GARDAÍ INVESTIGATING the murder of a 30-year-old man in Co Tipperary early yesterday morning have appealed to the public for assistance as they try to trace a car used in the shooting.
Shane Rossiter, from Clonmel, was shot in the stomach when he went to answer a knock at the door of the house he was sharing with his girlfriend at Church Lane in Golden, near Cashel, at about 6.45am.
There were four other people in the house at the time – two men and two women – and they raised the alarm. Mr Rossiter was rushed by ambulance to South Tipperary General Hospital where he died a short time later.
Gardaí under Supt Nicholas McGrath of Tipperary town launched a full murder inquiry and the scene of the shooting was cordoned off to allow the Garda Technical Bureau carry out a full forensic examination of the scene.
It is understood that those who were in the house with Mr Rossiter at the time were too traumatised to make full witness statements to gardaí yesterday morning but gardaí expect to take full statements from them in the coming days.
Gardaí also began door-to-door inquiries in Golden to see if anyone had noticed any suspicious activity in the area either in the immediate run-up to the shooting yesterday or in the preceding days.
Local detectives also began examining CCTV footage and it is understood that gardaí will also examine mobile phone records in a bid to try to identify the killers of Mr Rossiter.
Gardaí are particularly anxious to speak to anyone who may have seen a four-door black saloon car which they believe was used by the two-man gang to carry out the shooting and which may have been seen around Golden yesterday morning.
State pathologist Dr Marie Cassidy carried out a postmortem on Mr Rossiter yesterday evening at Waterford Regional Hospital but gardaí were not disclosing her findings for operational reasons.
Mr Rossiter was known to gardaí and had served sentences for assault as well as drug dealing but local sources expressed surprise at the idea that he might be involved in organised crime as he was known to suffer from addiction problems.
According to one source, his problems worsened after the death of his younger brother Brian in 2002 and he began to get into trouble with gardaí while he also had a lucky escape in 2006 when he was present at another fatal shooting.
Mr Rossiter was present when Owen Cahill was shot dead at a house at Poulbay, Clonmel, on April 2nd, 2006, while his sister, Sharon, who was Mr Cahill’s partner, suffered an injury when she was struck by the gunman with the butt of a shotgun.
Mr Rossiter’s father Pat said yesterday that he did not know why his son had been killed. “I don’t have any idea why anything happened . . . we’re just trying to piece it together,” said Mr Rossiter at his home in Clonmel.
In a statement issued last night through Shane Rossiter’s uncle, Michael Keating, the family said they were “devastated and shocked by his tragic death” and were finding it hard to come to terms with what happened.
“To get that news this morning is just unbelievable really,” the family said. “He’ll be sadly missed by his family, his parents and brothers and sister. He has a wide circle of friends.”

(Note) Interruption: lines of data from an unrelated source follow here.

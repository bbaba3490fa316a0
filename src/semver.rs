use semver::Version;

#[derive(Debug, Clone, Copy, PartialEq, Eq)]
pub enum CompareResult {
    /// Upstream is newer than the recorded version
    Upgrade,
    /// Both parse to the same version
    Same,
    /// Upstream is older than the recorded version
    Downgrade,
    Invalid,
}

/// Parse a version string into a semver::Version, normalizing partial versions.
///
/// Handles partial versions like "1" or "1.2" by padding with zeros.
/// Does NOT strip 'v' prefix (use `release::normalize_version` first if needed).
///
/// Examples:
/// - "1" -> Version(1, 0, 0)
/// - "1.2" -> Version(1, 2, 0)
/// - "1.2.3" -> Version(1, 2, 3)
pub fn parse_version(version: &str) -> Option<Version> {
    let parts: Vec<&str> = version.split('.').collect();
    let normalized = match parts.len() {
        1 => format!("{}.0.0", parts[0]),
        2 => format!("{}.{}.0", parts[0], parts[1]),
        _ => version.to_string(),
    };
    Version::parse(&normalized).ok()
}

/// Orders the upstream version relative to the recorded one
pub fn compare_versions(recorded: &str, upstream: &str) -> CompareResult {
    let (Some(recorded), Some(upstream)) = (parse_version(recorded), parse_version(upstream))
    else {
        return CompareResult::Invalid;
    };

    match upstream.cmp(&recorded) {
        std::cmp::Ordering::Greater => CompareResult::Upgrade,
        std::cmp::Ordering::Equal => CompareResult::Same,
        std::cmp::Ordering::Less => CompareResult::Downgrade,
    }
}
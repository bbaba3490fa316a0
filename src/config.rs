use std::path::{Path, PathBuf};

use indexmap::IndexMap;
use serde::Deserialize;
use tracing::{debug, info};

use crate::error::ConfigError;
use crate::package::{Acquisition, Artifacts, FilenameTemplate, PackageConfig, Platform};

/// Default base URL for the GitHub REST API
pub const DEFAULT_API_BASE_URL: &str = "https://api.github.com";

/// Default base URL for release asset downloads
pub const DEFAULT_DOWNLOAD_BASE_URL: &str = "https://github.com";

/// User agent sent with every GitHub request
pub const USER_AGENT: &str = "kanata-overlay-update-script";

/// Environment variable consulted for a GitHub token
pub const GITHUB_TOKEN_ENV: &str = "GITHUB_TOKEN";

/// Checksum listing asset published with every kanata release
pub const KANATA_CHECKSUM_LISTING: &str = "sha256sums";

/// Top-level configuration
#[derive(Debug, Clone, Deserialize, PartialEq)]
#[serde(default, rename_all = "camelCase")]
pub struct SyncConfig {
    pub github: GitHubConfig,
    pub tools: ToolsConfig,
    /// Package handled by the single-package flow
    pub single: PackageConfig,
    /// Packages handled, in order, by the multi-package flow
    pub packages: Vec<PackageConfig>,
}

impl Default for SyncConfig {
    fn default() -> Self {
        Self {
            github: GitHubConfig::default(),
            tools: ToolsConfig::default(),
            single: kanata_package(),
            packages: default_packages(),
        }
    }
}

/// GitHub endpoint configuration
#[derive(Debug, Clone, Deserialize, PartialEq)]
#[serde(default, rename_all = "camelCase")]
pub struct GitHubConfig {
    pub api_base_url: String,
    pub download_base_url: String,
    /// Falls back to `$GITHUB_TOKEN` when unset
    pub token: Option<String>,
}

impl Default for GitHubConfig {
    fn default() -> Self {
        Self {
            api_base_url: DEFAULT_API_BASE_URL.to_string(),
            download_base_url: DEFAULT_DOWNLOAD_BASE_URL.to_string(),
            token: None,
        }
    }
}

impl GitHubConfig {
    /// Returns the configured token, or the one from the environment
    pub fn resolve_token(&self) -> Option<String> {
        self.token
            .clone()
            .or_else(|| std::env::var(GITHUB_TOKEN_ENV).ok())
            .filter(|t| !t.is_empty())
    }
}

/// Which implementation converts digests into SRI strings
#[derive(Debug, Clone, Copy, Deserialize, PartialEq, Eq, Default)]
#[serde(rename_all = "camelCase")]
pub enum HashConverterKind {
    /// `nix hash convert`
    #[default]
    Nix,
    /// In-process hex to base64 conversion
    Builtin,
}

/// External tool configuration
#[derive(Debug, Clone, Deserialize, PartialEq)]
#[serde(default, rename_all = "camelCase")]
pub struct ToolsConfig {
    pub hash_converter: HashConverterKind,
    /// Command run once in the overlay root after the multi-package flow.
    /// Empty disables formatting.
    pub format_command: Vec<String>,
}

impl Default for ToolsConfig {
    fn default() -> Self {
        Self {
            hash_converter: HashConverterKind::default(),
            format_command: vec!["nix".to_string(), "fmt".to_string()],
        }
    }
}

impl SyncConfig {
    /// Loads configuration.
    ///
    /// An explicit path must exist. Without one, the default config file is used
    /// when present and built-in defaults otherwise.
    pub fn load(explicit: Option<&Path>) -> Result<Self, ConfigError> {
        match explicit {
            Some(path) => Self::from_file(path),
            None => {
                let path = config_path();
                if path.exists() {
                    Self::from_file(&path)
                } else {
                    debug!("No config file at {:?}, using defaults", path);
                    Ok(Self::default())
                }
            }
        }
    }

    pub fn from_file(path: &Path) -> Result<Self, ConfigError> {
        info!("Loading config from {:?}", path);
        let content = std::fs::read_to_string(path).map_err(|source| ConfigError::Io {
            path: path.to_path_buf(),
            source,
        })?;
        serde_json::from_str(&content).map_err(|source| ConfigError::Parse {
            path: path.to_path_buf(),
            source,
        })
    }
}

fn kanata_platforms() -> IndexMap<Platform, FilenameTemplate> {
    IndexMap::from([
        (
            Platform::X86_64Linux,
            FilenameTemplate::new("kanata-linux-binaries-VERSION-x64.zip"),
        ),
        (
            Platform::X86_64Darwin,
            FilenameTemplate::new("kanata-macos-binaries-x64-VERSION.zip"),
        ),
        (
            Platform::Aarch64Darwin,
            FilenameTemplate::new("kanata-macos-binaries-arm64-VERSION.zip"),
        ),
    ])
}

/// The keyboard-remapping daemon, checked against its `sha256sums` listing
pub fn kanata_package() -> PackageConfig {
    PackageConfig {
        name: "kanata".to_string(),
        repo: "jtroo/kanata".to_string(),
        manifest: PathBuf::from("kanata/sources.json"),
        acquisition: Acquisition::BulkListing {
            listing: KANATA_CHECKSUM_LISTING.to_string(),
        },
        artifacts: Artifacts::Platforms {
            platforms: kanata_platforms(),
        },
        version_label_prefix: "v".to_string(),
    }
}

/// Packages synced by the multi-package flow, in run order
pub fn default_packages() -> Vec<PackageConfig> {
    vec![
        PackageConfig {
            acquisition: Acquisition::PerArtifactPrefetch { unpack: false },
            ..kanata_package()
        },
        PackageConfig {
            name: "kanata-tray".to_string(),
            repo: "rszyma/kanata-tray".to_string(),
            manifest: PathBuf::from("kanata-tray/sources.json"),
            acquisition: Acquisition::PerArtifactPrefetch { unpack: false },
            artifacts: Artifacts::Platforms {
                platforms: IndexMap::from([
                    (Platform::X86_64Linux, FilenameTemplate::new("kanata-tray")),
                    (
                        Platform::Aarch64Darwin,
                        FilenameTemplate::new("kanata-tray-macos"),
                    ),
                ]),
            },
            version_label_prefix: "v".to_string(),
        },
        PackageConfig {
            name: "karabiner-driverkit".to_string(),
            repo: "pqrs-org/Karabiner-DriverKit-VirtualHIDDevice".to_string(),
            manifest: PathBuf::from("karabiner-driverkit/sources.json"),
            acquisition: Acquisition::PerArtifactPrefetch { unpack: false },
            artifacts: Artifacts::Single {
                file: FilenameTemplate::new("Karabiner-DriverKit-VirtualHIDDevice-VERSION.pkg"),
            },
            version_label_prefix: String::new(),
        },
    ]
}

/// Returns the path to the default config file.
/// Uses $XDG_CONFIG_HOME/kanata-sync/config.json if XDG_CONFIG_HOME is set,
/// otherwise falls back to ~/.config/kanata-sync/config.json,
/// or ./kanata-sync/config.json if neither is available.
pub fn config_path() -> PathBuf {
    config_dir_with_env(std::env::var("XDG_CONFIG_HOME").ok(), dirs::home_dir())
        .join("config.json")
}

fn config_dir_with_env(xdg_config_home: Option<String>, home_dir: Option<PathBuf>) -> PathBuf {
    let config_dir = xdg_config_home
        .map(PathBuf::from)
        .or_else(|| home_dir.map(|home| home.join(".config")))
        .unwrap_or_else(|| PathBuf::from("."));

    config_dir.join("kanata-sync")
}
//! In-process SRI conversion for SHA-256 digests
//!
//! Accepts the two digest spellings the sync flows produce: 64-character hex
//! (checksum listings) and 52-character Nix base32 (`nix-prefetch-url`).

use base64::Engine;
use base64::engine::general_purpose::STANDARD;

use crate::error::ToolError;
use crate::tools::HashConverter;

const SHA256_LEN: usize = 32;
const SHA256_HEX_LEN: usize = SHA256_LEN * 2;
const SHA256_NIX32_LEN: usize = (SHA256_LEN * 8 - 1) / 5 + 1;

/// Nix's base32 alphabet (no `e`, `o`, `t`, `u`)
const NIX32_ALPHABET: &[u8; 32] = b"0123456789abcdfghijklmnpqrsvwxyz";

/// Converts SHA-256 digests to `sha256-<base64>` without spawning `nix`
#[derive(Debug, Default, Clone, Copy)]
pub struct SriHashConverter;

impl SriHashConverter {
    pub fn convert(digest: &str) -> Result<String, ToolError> {
        let trimmed = digest.trim();
        let bytes = match trimmed.len() {
            SHA256_HEX_LEN => hex::decode(trimmed).ok(),
            SHA256_NIX32_LEN => decode_nix32(trimmed, SHA256_LEN),
            _ => None,
        }
        .ok_or_else(|| ToolError::InvalidDigest(digest.to_string()))?;

        Ok(format!("sha256-{}", STANDARD.encode(bytes)))
    }
}

/// Decodes Nix base32 into `size` bytes.
///
/// Nix reads the string from its last character, five bits at a time, least
/// significant bits first. Returns `None` on a foreign character or when set
/// bits would overflow the last byte.
fn decode_nix32(s: &str, size: usize) -> Option<Vec<u8>> {
    let mut bytes = vec![0u8; size];

    for (n, c) in s.bytes().rev().enumerate() {
        let digit = NIX32_ALPHABET.iter().position(|&a| a == c)? as u16;
        let bit = n * 5;
        let (i, j) = (bit / 8, bit % 8);

        *bytes.get_mut(i)? |= (digit << j) as u8;
        let carry = digit >> (8 - j);
        if i + 1 < size {
            bytes[i + 1] |= carry as u8;
        } else if carry != 0 {
            return None;
        }
    }

    Some(bytes)
}

#[async_trait::async_trait]
impl HashConverter for SriHashConverter {
    async fn to_sri(&self, digest: &str) -> Result<String, ToolError> {
        Self::convert(digest)
    }
}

The family appealed for privacy, saying they were not in a position to answer media queries.
Mr Keating described Mr Rossiter as “a happy-go-lucky chap” who was “very much at ease with his brothers and sisters” and “very family-oriented”. He enjoyed playing football when younger and “just liked having a good time, and wasn’t different to any other person in his age group”.
Family tragedy: Brother’s controversial death
SHANE ROSSITER’S brother Brian (right) died in 2002 aged 14 after he became ill in Garda custody in his native Clonmel.
Brian had been assaulted on Cashel Street in Clonmel on September 9th, 2002, and a day later he was arrested for a minor public order offence on Gladstone Street and taken to Clonmel Garda station.
However, gardaí could not rouse him the next morning when they went to his cell and he was taken to St Joseph’s Hospital in Clonmel but transferred to Cork University Hospital, where he died on September 13th.
A year later, gardaí charged local man Noel Hannigan with assault causing harm to Brian on Cashel Street on September 9th, 2002. The family’s solicitor, Cian O’Carroll, wrote to then minister for justice Michael McDowell and, in June 2005, after repeated lobbying by the Rossiter family, Mr McDowell ordered an inquiry into Brian’s death.
The inquiry, by senior counsel Hugh Hartnett, was published in April 2008 by then minister for justice Brian Lenihan and found Brian was unlawfully detained but found no evidence that he had been assaulted while in custody.
Hannigan was jailed for two and a half years for assault causing harm to Brian while Brian’s parents, Pat and Siobhan Rossiter, had also begun a High Court action against the State for “the wrongful death” of their son.
The case against the State was settled for €200,000 plus costs without any admission of liability by the State, with the settlement being approved by Mr Justice Richard Johnson in the High Court on December 19th, 2008.
It came just a week after an inquest at Cork City Coroner’s Court concluded when a jury returned an open verdict into Brian’s death in accordance with medical evidence that he had died from an extradural haemorrhage due to blunt force trauma to the head.